4 7. REFERENCES [1] M.A.A. Cox and T.F. Cox. Multidimensional scaling. In Handbook of data visualization, pages Springer-Verlag, [2] F.K. Hwang and S. Lin. Optimal merging of 2 elements with n elements. Acta Informatica, 1(2): , [3] Kevin G. Jamieson and Robert D. Nowak. Active ranking using pairwise comparisons. CoRR, abs/ , 2011.

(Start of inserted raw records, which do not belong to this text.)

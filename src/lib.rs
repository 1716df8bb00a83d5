//! Fill-level forecasting and collection routing for monitored receptacles.

pub mod analytics;
pub mod api;
pub mod config;
pub mod error;
pub mod forecast;
pub mod model;
pub mod planner;
pub mod routing;
pub mod schedule;
pub mod series;
pub mod state;
pub mod store;
pub mod training;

5 Figure 1: The number of comparisons requested by dimension per different numbers of cluster sizes in the noiseless case. The dashed line at the top represents the baseline number of queries required to sort the sets using mergesort. Figure 2: Here we see data on the noisy case, indicating the proportion of queries compared to obtaining all pairwise comparisons, the proportion of inversions to maximum possible inversions, and the proportion of sorted elements.
Ranking Clustered Data with Pairwise Comparisons
Ranking Clustered Data with Pairwise Comparisons Kevin Kowalski nargle@cs.wisc.edu 1. INTRODUCTION Background. Machine learning often relies heavily on being able to rank instances in a large set of data
More informationCOSC 311: ALGORITHMS HW1: SORTING
COSC 311: ALGORITHMS HW1: SORTIG Solutions 1) Theoretical predictions. Solution: On randomly ordered data, we expect the following ordering: Heapsort = Mergesort = Quicksort (deterministic or randomized)
More information5. DIVIDE AND CONQUER I
5. DIVIDE AND CONQUER I mergesort counting inversions closest pair of points randomized quicksort median and selection Lecture slides by Kevin Wayne Copyright 2005 Pearson-Addison Wesley Copyright 2013
More informationUnsupervised Learning and Clustering
Unsupervised Learning and Clustering Selim Aksoy Department of Computer Engineering Bilkent University saksoy@cs.bilkent.edu.tr CS 551, Spring 2009 CS 551, Spring 2009 c 2009, Selim Aksoy (Bilkent University)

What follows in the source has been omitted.